Todo. El 31 de diciembre partió hacia el techo de Las Antenas con sus muletas, solo, y llegó hasta la cumbre, caída tras caída, metro tras metro, con el aliento invisible de sus hijas soplándole, porque Sofía y Salomé le daban la mano, le decían «papá, tú puedes, no llores más, mira que yo te voy a dar mis ahorros para ponerte un pie nuevo, bien lindo, mira que las montañas están felices porque tú has vuelto a ellas».

 

Todo. La Arp de Colmena le autorizó la mejor de las prótesis, veintidós millones de pesos. Y él fue feliz, y se convenció de que el Everest estaba a un paso nada más, a un paso de hierro. Aprendió de nuevo a montar en bicicleta, se fortaleció. El 24 de diciembre elaboró otro de sus rituales. Lo llamó el Ritual del Retorno. Se fue al Nevado del Ruiz. Volvió al mismo lugar desde el que había caído aquella mañana funesta de marzo de 2006 y ascendió hasta la cima y allá pasó las navidades y el fin de año, solo, consigo mismo, con sus nuevas ilusiones, con sus viejas historias.

Todo. Llamó a sus hijas para darles su parte de victoria. Llamó a doña Blanca. Llamó a Juan Pablo Ruiz. El 22 de enero de 2009 estaba en la cumbre del Aconcagua. Un coronel le había pedido que guiara a cinco de sus mejores hombres, lisiados también, como él, a la cima de América en una expedición que llamó Huellas 2009. Él los llevó. Les enseñó. Les demostró que no había empresas imposibles, sino hombres incapaces.
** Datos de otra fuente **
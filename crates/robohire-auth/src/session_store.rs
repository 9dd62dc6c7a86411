//! Durable persistence of the signed-in session.
//!
//! The token and the user record live under two keys that are always
//! written and removed together. A half-present or unreadable pair is
//! discarded on load rather than surfaced.

use crate::token::UserClaims;
use robohire_storage::{KeyValueStore, StorageError, StorageKeys, StorageResult};
use tracing::{debug, warn};

/// What a load found in the backing store.
#[derive(Debug)]
pub enum LoadOutcome {
    Empty,
    Loaded { token: String, user: UserClaims },
    /// Stored data cannot be trusted; both keys should be discarded.
    Corrupt(String),
}

/// Persists the session token and user claims.
pub struct SessionStore {
    storage: Box<dyn KeyValueStore>,
}

impl SessionStore {
    pub fn new(storage: Box<dyn KeyValueStore>) -> Self {
        Self { storage }
    }

    /// Load the persisted session, discarding corrupt data.
    pub fn load(&self) -> Option<(String, UserClaims)> {
        match self.inspect() {
            LoadOutcome::Empty => None,
            LoadOutcome::Loaded { token, user } => {
                debug!(subject = %user.subject, "Loaded persisted session");
                Some((token, user))
            }
            LoadOutcome::Corrupt(reason) => {
                warn!(reason = %reason, "Discarding corrupt persisted session");
                if let Err(e) = self.clear() {
                    warn!(error = %e, "Failed to discard corrupt session");
                }
                None
            }
        }
    }

    /// Classify the stored pair without modifying it.
    pub fn inspect(&self) -> LoadOutcome {
        let token = match self.storage.get(StorageKeys::TOKEN) {
            Ok(token) => token,
            Err(e) => return read_failure(e),
        };
        let user = match self.storage.get(StorageKeys::USER) {
            Ok(user) => user,
            Err(e) => return read_failure(e),
        };

        match (token, user) {
            (None, None) => LoadOutcome::Empty,
            (Some(_), None) => LoadOutcome::Corrupt("token stored without user".to_string()),
            (None, Some(_)) => LoadOutcome::Corrupt("user stored without token".to_string()),
            (Some(token), Some(_)) if token.trim().is_empty() => {
                LoadOutcome::Corrupt("stored token is empty".to_string())
            }
            (Some(token), Some(user)) => match serde_json::from_str::<UserClaims>(&user) {
                Ok(user) => LoadOutcome::Loaded { token, user },
                Err(e) => LoadOutcome::Corrupt(format!("stored user is invalid: {}", e)),
            },
        }
    }

    /// Persist the token and user as one write.
    pub fn save(&self, token: &str, user: &UserClaims) -> StorageResult<()> {
        let user_json =
            serde_json::to_string(user).map_err(|e| StorageError::Encoding(e.to_string()))?;

        self.storage.set_many(&[
            (StorageKeys::TOKEN, token),
            (StorageKeys::USER, user_json.as_str()),
        ])
    }

    /// Remove both keys.
    pub fn clear(&self) -> StorageResult<()> {
        let removed = self.storage.delete_many(&StorageKeys::SESSION)?;
        debug!(removed, "Cleared persisted session");
        Ok(())
    }
}

fn read_failure(error: StorageError) -> LoadOutcome {
    match error {
        // An undecodable backing file is corruption; anything else is an
        // unavailable backend and reads as no session.
        StorageError::Encoding(reason) => LoadOutcome::Corrupt(reason),
        other => {
            warn!(error = %other, "Session storage unavailable");
            LoadOutcome::Empty
        }
    }
}
//! In-process storage.

use crate::{KeyValueStore, StorageResult};
use std::collections::HashMap;
use std::sync::{Mutex, MutexGuard};

/// Volatile store used by tests and ephemeral sessions.
#[derive(Debug, Default)]
pub struct MemoryStore {
    data: Mutex<HashMap<String, String>>,
}

impl MemoryStore {
    pub fn new() -> Self {
        Self::default()
    }

    fn data(&self) -> MutexGuard<'_, HashMap<String, String>> {
        self.data.lock().unwrap_or_else(|poisoned| poisoned.into_inner())
    }

    pub fn len(&self) -> usize {
        self.data().len()
    }

    pub fn is_empty(&self) -> bool {
        self.data().is_empty()
    }
}

impl KeyValueStore for MemoryStore {
    fn set(&self, key: &str, value: &str) -> StorageResult<()> {
        self.data().insert(key.to_string(), value.to_string());
        Ok(())
    }

    fn get(&self, key: &str) -> StorageResult<Option<String>> {
        Ok(self.data().get(key).cloned())
    }

    fn delete(&self, key: &str) -> StorageResult<bool> {
        Ok(self.data().remove(key).is_some())
    }

    fn set_many(&self, entries: &[(&str, &str)]) -> StorageResult<()> {
        let mut data = self.data();
        for (key, value) in entries {
            data.insert(key.to_string(), value.to_string());
        }
        Ok(())
    }

    fn delete_many(&self, keys: &[&str]) -> StorageResult<usize> {
        let mut data = self.data();
        Ok(keys.iter().filter(|key| data.remove(**key).is_some()).count())
    }
}
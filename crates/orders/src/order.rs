use chrono::{DateTime, Utc};
use rust_decimal::Decimal;
use serde::{Deserialize, Serialize};

use storefront_cart::Cart;
use storefront_core::{
    AddressId, CouponId, DomainError, DomainResult, Entity, OrderId, ProductId, UserId,
};

/// Order status lifecycle.
///
/// `Pending → Processing → Shipped → Delivered`; `Cancelled` is reachable
/// from any non-terminal state.
#[derive(Debug, Clone, Copy, PartialEq, Eq, Serialize, Deserialize)]
#[serde(rename_all = "UPPERCASE")]
pub enum OrderStatus {
    Pending,
    Processing,
    Shipped,
    Delivered,
    Cancelled,
}

impl OrderStatus {
    pub fn is_terminal(self) -> bool {
        matches!(self, OrderStatus::Delivered | OrderStatus::Cancelled)
    }

    /// Whether `self → next` is a permitted transition.
    pub fn can_transition_to(self, next: OrderStatus) -> bool {
        if self.is_terminal() {
            return false;
        }
        match next {
            OrderStatus::Cancelled => true,
            OrderStatus::Processing => self == OrderStatus::Pending,
            OrderStatus::Shipped => self == OrderStatus::Processing,
            OrderStatus::Delivered => self == OrderStatus::Shipped,
            OrderStatus::Pending => false,
        }
    }
}

impl core::fmt::Display for OrderStatus {
    fn fmt(&self, f: &mut core::fmt::Formatter<'_>) -> core::fmt::Result {
        let s = match self {
            OrderStatus::Pending => "PENDING",
            OrderStatus::Processing => "PROCESSING",
            OrderStatus::Shipped => "SHIPPED",
            OrderStatus::Delivered => "DELIVERED",
            OrderStatus::Cancelled => "CANCELLED",
        };
        f.write_str(s)
    }
}

impl core::str::FromStr for OrderStatus {
    type Err = DomainError;

    fn from_str(s: &str) -> Result<Self, Self::Err> {
        match s.to_ascii_uppercase().as_str() {
            "PENDING" => Ok(OrderStatus::Pending),
            "PROCESSING" => Ok(OrderStatus::Processing),
            "SHIPPED" => Ok(OrderStatus::Shipped),
            "DELIVERED" => Ok(OrderStatus::Delivered),
            "CANCELLED" => Ok(OrderStatus::Cancelled),
            other => Err(DomainError::invalid_input(format!(
                "unknown order status: {other}"
            ))),
        }
    }
}

/// Immutable item snapshot: product, quantity, price at checkout time.
#[derive(Debug, Clone, PartialEq, Eq, Serialize, Deserialize)]
pub struct OrderItem {
    pub product_id: ProductId,
    pub quantity: i64,
    pub price: Decimal,
}

/// Immutable snapshot of a completed purchase.
///
/// Created once at checkout; item prices and totals are never re-derived from
/// the cart afterwards. Only `status` changes, via `transition_to`.
#[derive(Debug, Clone, PartialEq, Eq, Serialize, Deserialize)]
pub struct Order {
    pub id: OrderId,
    pub order_number: String,
    pub user_id: UserId,
    pub address_id: Option<AddressId>,
    pub items: Vec<OrderItem>,
    pub subtotal: Decimal,
    pub discount: Decimal,
    pub total: Decimal,
    pub coupon_id: Option<CouponId>,
    pub status: OrderStatus,
    pub created_at: DateTime<Utc>,
}

impl Order {
    /// Build the order snapshot from a finalized cart.
    ///
    /// Fails with `CartEmpty` when the cart has no line items. Totals are
    /// copied from the cart, which keeps them consistent by construction.
    pub fn from_cart(cart: &Cart, order_number: String, now: DateTime<Utc>) -> DomainResult<Self> {
        if cart.is_empty() {
            return Err(DomainError::CartEmpty);
        }

        let items = cart
            .lines()
            .iter()
            .map(|l| OrderItem {
                product_id: l.product_id,
                quantity: l.quantity,
                price: l.unit_price,
            })
            .collect();

        Ok(Self {
            id: OrderId::new(),
            order_number,
            user_id: cart.user_id(),
            address_id: cart.address_id(),
            items,
            subtotal: cart.subtotal(),
            discount: cart.discount(),
            total: cart.total(),
            coupon_id: cart.coupon().map(|c| c.coupon_id),
            status: OrderStatus::Pending,
            created_at: now,
        })
    }

    /// Apply a status transition, rejecting anything the lifecycle forbids.
    pub fn transition_to(&mut self, next: OrderStatus) -> DomainResult<()> {
        if !self.status.can_transition_to(next) {
            return Err(DomainError::invalid_input(format!(
                "cannot move order from {} to {}",
                self.status, next
            )));
        }
        self.status = next;
        Ok(())
    }
}

impl Entity for Order {
    type Id = OrderId;

    fn id(&self) -> &Self::Id {
        &self.id
    }
}

/// Generate a human-readable order number: `ORD` + epoch millis + a suffix
/// drawn from a fresh UUID.
///
/// Collisions are possible in principle; the store enforces uniqueness and
/// checkout retries with a fresh suffix on conflict.
pub fn order_number(now: DateTime<Utc>) -> String {
    let suffix = uuid::Uuid::now_v7().as_u128() % 1000;
    format!("ORD{}{:03}", now.timestamp_millis(), suffix)
}
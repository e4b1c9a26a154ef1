//! One-shot coupon redemption.

use std::sync::Arc;

use chrono::{DateTime, Utc};
use rust_decimal::Decimal;

use storefront_core::{DomainError, UserId};
use storefront_coupons::{RedemptionQuote, UserUsage, redemption_quote};

use crate::error::StoreResult;
use crate::store::CouponStore;

pub struct CouponRedemption {
    coupons: Arc<dyn CouponStore>,
}

impl CouponRedemption {
    pub fn new(coupons: Arc<dyn CouponStore>) -> Self {
        Self { coupons }
    }

    /// Redeem a coupon against an order amount: run the ordered eligibility
    /// checks, price the discount, and consume one use for this user.
    ///
    /// The usage row and the `used_count` bump land atomically in the store,
    /// which also re-checks the per-user and global limits under the write,
    /// so two concurrent redemptions cannot both succeed past a cap.
    pub async fn redeem(
        &self,
        user_id: UserId,
        code: &str,
        order_amount: Decimal,
        now: DateTime<Utc>,
    ) -> StoreResult<RedemptionQuote> {
        let coupon = self
            .coupons
            .by_code(code)
            .await?
            .ok_or(DomainError::CouponInvalid)?;

        let usage = if self.coupons.has_usage(coupon.id, user_id).await? {
            UserUsage::PriorUse
        } else {
            UserUsage::NoPriorUse
        };

        let quote = redemption_quote(&coupon, now, usage, order_amount)?;
        self.coupons.record_usage(coupon.id, user_id).await?;

        tracing::info!(code = %quote.code, user_id = %user_id, discount = %quote.discount, "coupon redeemed");
        Ok(quote)
    }
}
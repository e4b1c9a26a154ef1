use axum::{Router, routing::get};

pub mod account;
pub mod admin;
pub mod cart;
pub mod catalog;
pub mod coupons;
pub mod orders;
pub mod system;

/// Router for all authenticated endpoints.
pub fn router() -> Router {
    Router::new()
        .route("/whoami", get(system::whoami))
        .merge(account::router())
        .merge(cart::router())
        .merge(coupons::router())
        .merge(orders::router())
        .merge(catalog::router())
        .merge(admin::router())
}
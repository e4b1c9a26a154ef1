use serde::{Deserialize, Serialize};

use storefront_core::{BrandId, DomainError, DomainResult, Entity};

/// A product brand.
#[derive(Debug, Clone, PartialEq, Eq, Serialize, Deserialize)]
pub struct Brand {
    pub id: BrandId,
    pub name: String,
    pub logo_url: Option<String>,
}

impl Brand {
    pub fn new(name: impl Into<String>, logo_url: Option<String>) -> DomainResult<Self> {
        let name = name.into();
        if name.trim().is_empty() {
            return Err(DomainError::invalid_input("brand name must not be empty"));
        }
        Ok(Self {
            id: BrandId::new(),
            name,
            logo_url,
        })
    }
}

impl Entity for Brand {
    type Id = BrandId;

    fn id(&self) -> &Self::Id {
        &self.id
    }
}
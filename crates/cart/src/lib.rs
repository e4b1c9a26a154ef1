//! `storefront-cart` — the per-user cart aggregate.

pub mod cart;

pub use cart::{AppliedCoupon, Cart, CartLine};
#[async_trait]
impl CatalogStore for PostgresCatalogStore {
    async fn insert_product(&self, product: &Product) -> StoreResult<()> {
        sqlx::query(
            "INSERT INTO products \
             (id, name, description, brand_id, category_id, price, stock, image_url, specs) \
             VALUES ($1, $2, $3, $4, $5, $6, $7, $8, $9)",
        )
        .bind(*product.id.as_uuid())
        .bind(&product.name)
        .bind(&product.description)
        .bind(product.brand_id.map(|b| *b.as_uuid()))
        .bind(product.category_id.map(|c| *c.as_uuid()))
        .bind(product.price)
        .bind(product.stock)
        .bind(&product.image_url)
        .bind(Json(&product.specs))
        .execute(&self.pool)
        .await?;
        Ok(())
    }

    async fn update_product(&self, product: &Product) -> StoreResult<()> {
        let result = sqlx::query(
            "UPDATE products SET name = $2, description = $3, brand_id = $4, \
             category_id = $5, price = $6, stock = $7, image_url = $8, specs = $9 \
             WHERE id = $1",
        )
        .bind(*product.id.as_uuid())
        .bind(&product.name)
        .bind(&product.description)
        .bind(product.brand_id.map(|b| *b.as_uuid()))
        .bind(product.category_id.map(|c| *c.as_uuid()))
        .bind(product.price)
        .bind(product.stock)
        .bind(&product.image_url)
        .bind(Json(&product.specs))
        .execute(&self.pool)
        .await?;

        if result.rows_affected() == 0 {
            return Err(DomainError::not_found("product").into());
        }
        Ok(())
    }

    async fn product(&self, id: ProductId) -> StoreResult<Option<Product>> {
        let row = sqlx::query("SELECT * FROM products WHERE id = $1")
            .bind(*id.as_uuid())
            .fetch_optional(&self.pool)
            .await?;
        row.as_ref().map(product_from_row).transpose()
    }

    async fn products(&self) -> StoreResult<Vec<Product>> {
        let rows = sqlx::query("SELECT * FROM products ORDER BY name")
            .fetch_all(&self.pool)
            .await?;
        rows.iter().map(product_from_row).collect()
    }

    async fn delete_product(&self, id: ProductId) -> StoreResult<()> {
        let result = sqlx::query("DELETE FROM products WHERE id = $1")
            .bind(*id.as_uuid())
            .execute(&self.pool)
            .await?;
        if result.rows_affected() == 0 {
            return Err(DomainError::not_found("product").into());
        }
        Ok(())
    }

    async fn insert_brand(&self, brand: &Brand) -> StoreResult<()> {
        sqlx::query("INSERT INTO brands (id, name, logo_url) VALUES ($1, $2, $3)")
            .bind(*brand.id.as_uuid())
            .bind(&brand.name)
            .bind(&brand.logo_url)
            .execute(&self.pool)
            .await?;
        Ok(())
    }

    async fn brands(&self) -> StoreResult<Vec<Brand>> {
        let rows = sqlx::query("SELECT id, name, logo_url FROM brands ORDER BY name")
            .fetch_all(&self.pool)
            .await?;
        rows.iter()
            .map(|row| {
                Ok(Brand {
                    id: BrandId::from_uuid(row.try_get("id")?),
                    name: row.try_get("name")?,
                    logo_url: row.try_get("logo_url")?,
                })
            })
            .collect()
    }

    async fn delete_brand(&self, id: BrandId) -> StoreResult<()> {
        let result = sqlx::query("DELETE FROM brands WHERE id = $1")
            .bind(*id.as_uuid())
            .execute(&self.pool)
            .await?;
        if result.rows_affected() == 0 {
            return Err(DomainError::not_found("brand").into());
        }
        Ok(())
    }

    async fn insert_category(&self, category: &Category) -> StoreResult<()> {
        sqlx::query("INSERT INTO categories (id, name, description) VALUES ($1, $2, $3)")
            .bind(*category.id.as_uuid())
            .bind(&category.name)
            .bind(&category.description)
            .execute(&self.pool)
            .await?;
        Ok(())
    }

    async fn categories(&self) -> StoreResult<Vec<Category>> {
        let rows = sqlx::query("SELECT id, name, description FROM categories ORDER BY name")
            .fetch_all(&self.pool)
            .await?;
        rows.iter()
            .map(|row| {
                Ok(Category {
                    id: CategoryId::from_uuid(row.try_get("id")?),
                    name: row.try_get("name")?,
                    description: row.try_get("description")?,
                })
            })
            .collect()
    }

    async fn delete_category(&self, id: CategoryId) -> StoreResult<()> {
        let result = sqlx::query("DELETE FROM categories WHERE id = $1")
            .bind(*id.as_uuid())
            .execute(&self.pool)
            .await?;
        if result.rows_affected() == 0 {
            return Err(DomainError::not_found("category").into());
        }
        Ok(())
    }
}

// ─── cart ────────────────────────────────────────────────────────────────────

#[derive(Debug, Clone)]
pub struct PostgresCartStore {
    pool: PgPool,
}

impl PostgresCartStore {
    async fn load(&self, id: CartId) -> StoreResult<Option<Cart>> {
        let row = sqlx::query(
            "SELECT c.id, c.user_id, c.address_id, c.coupon_id, \
                    k.discount_kind, k.discount_value, k.max_discount \
             FROM carts c LEFT JOIN coupons k ON k.id = c.coupon_id \
             WHERE c.id = $1",
        )
        .bind(*id.as_uuid())
        .fetch_optional(&self.pool)
        .await?;

        let Some(row) = row else {
            return Ok(None);
        };

        let item_rows = sqlx::query(
            "SELECT id, product_id, quantity, unit_price \
             FROM cart_items WHERE cart_id = $1 ORDER BY id",
        )
        .bind(*id.as_uuid())
        .fetch_all(&self.pool)
        .await?;

        let lines = item_rows
            .iter()
            .map(|r| {
                Ok(CartLine {
                    id: CartLineId::from_uuid(r.try_get("id")?),
                    product_id: ProductId::from_uuid(r.try_get("product_id")?),
                    quantity: r.try_get("quantity")?,
                    unit_price: r.try_get("unit_price")?,
                })
            })
            .collect::<StoreResult<Vec<_>>>()?;

        let coupon = match row.try_get::<Option<Uuid>, _>("coupon_id")? {
            Some(coupon_id) => {
                let kind: Option<String> = row.try_get("discount_kind")?;
                match kind {
                    Some(kind) => Some(AppliedCoupon {
                        coupon_id: CouponId::from_uuid(coupon_id),
                        rule: DiscountRule {
                            kind: discount_kind_from_str(&kind)?,
                            value: row.try_get("discount_value")?,
                            max_discount: row.try_get("max_discount")?,
                        },
                    }),
                    // Coupon row gone (deleted); drop the attachment.
                    None => None,
                }
            }
            None => None,
        };

        Ok(Some(Cart::rehydrate(
            CartId::from_uuid(row.try_get("id")?),
            UserId::from_uuid(row.try_get("user_id")?),
            lines,
            coupon,
            row.try_get::<Option<Uuid>, _>("address_id")?
                .map(AddressId::from_uuid),
        )))
    }
}
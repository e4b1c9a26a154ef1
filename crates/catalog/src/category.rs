use serde::{Deserialize, Serialize};

use storefront_core::{CategoryId, DomainError, DomainResult, Entity};

/// A product category.
#[derive(Debug, Clone, PartialEq, Eq, Serialize, Deserialize)]
pub struct Category {
    pub id: CategoryId,
    pub name: String,
    pub description: Option<String>,
}

impl Category {
    pub fn new(name: impl Into<String>, description: Option<String>) -> DomainResult<Self> {
        let name = name.into();
        if name.trim().is_empty() {
            return Err(DomainError::invalid_input(
                "category name must not be empty",
            ));
        }
        Ok(Self {
            id: CategoryId::new(),
            name,
            description,
        })
    }
}

impl Entity for Category {
    type Id = CategoryId;

    fn id(&self) -> &Self::Id {
        &self.id
    }
}
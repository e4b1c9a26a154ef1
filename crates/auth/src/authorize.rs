use std::borrow::Cow;
use std::collections::HashSet;

use serde::{Deserialize, Serialize};
use thiserror::Error;

use storefront_core::UserId;

use crate::Role;

/// Permission identifier.
///
/// Permissions are modeled as opaque strings (e.g. "orders.status.update").
/// The wildcard permission `"*"` means "allow all".
#[derive(Debug, Clone, PartialEq, Eq, Hash, Serialize, Deserialize)]
#[serde(transparent)]
pub struct Permission(Cow<'static, str>);

impl Permission {
    pub fn new(name: impl Into<Cow<'static, str>>) -> Self {
        Self(name.into())
    }

    pub fn as_str(&self) -> &str {
        &self.0
    }

    pub fn is_wildcard(&self) -> bool {
        self.as_str() == "*"
    }
}

impl core::fmt::Display for Permission {
    fn fmt(&self, f: &mut core::fmt::Formatter<'_>) -> core::fmt::Result {
        f.write_str(&self.0)
    }
}

/// A fully resolved principal for authorization decisions.
#[derive(Debug, Clone, PartialEq, Eq)]
pub struct Principal {
    pub user_id: UserId,
    pub roles: Vec<Role>,
    pub permissions: Vec<Permission>,
}

#[derive(Debug, Error, Clone, PartialEq, Eq)]
pub enum AuthzError {
    #[error("forbidden: missing permission '{0}'")]
    Forbidden(String),
}

/// Role→permission policy.
///
/// `admin` grants everything; `customer` grants the shopper surface (own
/// cart, coupons, checkout, own orders).
pub fn permissions_from_roles(roles: &[Role]) -> Vec<Permission> {
    if roles.iter().any(Role::is_admin) {
        return vec![Permission::new("*")];
    }

    if roles.iter().any(|r| r.as_str() == "customer") {
        return vec![
            Permission::new("cart.manage"),
            Permission::new("coupons.redeem"),
            Permission::new("orders.checkout"),
            Permission::new("orders.read.own"),
            Permission::new("profile.manage"),
        ];
    }

    Vec::new()
}

/// Authorize a principal for a required permission.
///
/// - No IO
/// - No panics
/// - No business logic (pure policy check)
pub fn authorize(principal: &Principal, required: &Permission) -> Result<(), AuthzError> {
    let perms: HashSet<&str> = principal.permissions.iter().map(|p| p.as_str()).collect();

    if perms.contains("*") || perms.contains(required.as_str()) {
        Ok(())
    } else {
        Err(AuthzError::Forbidden(required.as_str().to_string()))
    }
}

#[cfg(test)]
mod tests {
    use super::*;

    fn principal(roles: Vec<Role>) -> Principal {
        let permissions = permissions_from_roles(&roles);
        Principal {
            user_id: UserId::new(),
            roles,
            permissions,
        }
    }

    #[test]
    fn admin_wildcard_grants_everything() {
        let p = principal(vec![Role::admin()]);
        assert!(authorize(&p, &Permission::new("orders.status.update")).is_ok());
        assert!(authorize(&p, &Permission::new("cart.manage")).is_ok());
    }

    #[test]
    fn customer_can_manage_cart_but_not_admin_surface() {
        let p = principal(vec![Role::customer()]);
        assert!(authorize(&p, &Permission::new("cart.manage")).is_ok());
        assert!(authorize(&p, &Permission::new("profile.manage")).is_ok());
        assert!(matches!(
            authorize(&p, &Permission::new("orders.status.update")),
            Err(AuthzError::Forbidden(_))
        ));
    }

    #[test]
    fn unknown_role_gets_nothing() {
        let p = principal(vec![Role::new("viewer")]);
        assert!(matches!(
            authorize(&p, &Permission::new("cart.manage")),
            Err(AuthzError::Forbidden(_))
        ));
    }
}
El mundo volvía a creer en él, y él, Nelson Cardona, volvía a creer en el mundo. Era luz, faro y espejo.

* Este capítulo hace parte del libro 8.848, de editorial Aguilar. Lo publicamos para conmemorar tres años de la subida de Nelson Cardona al Everest. Cardona ha sido uno de los pocos que lo han logrado con una prótesis.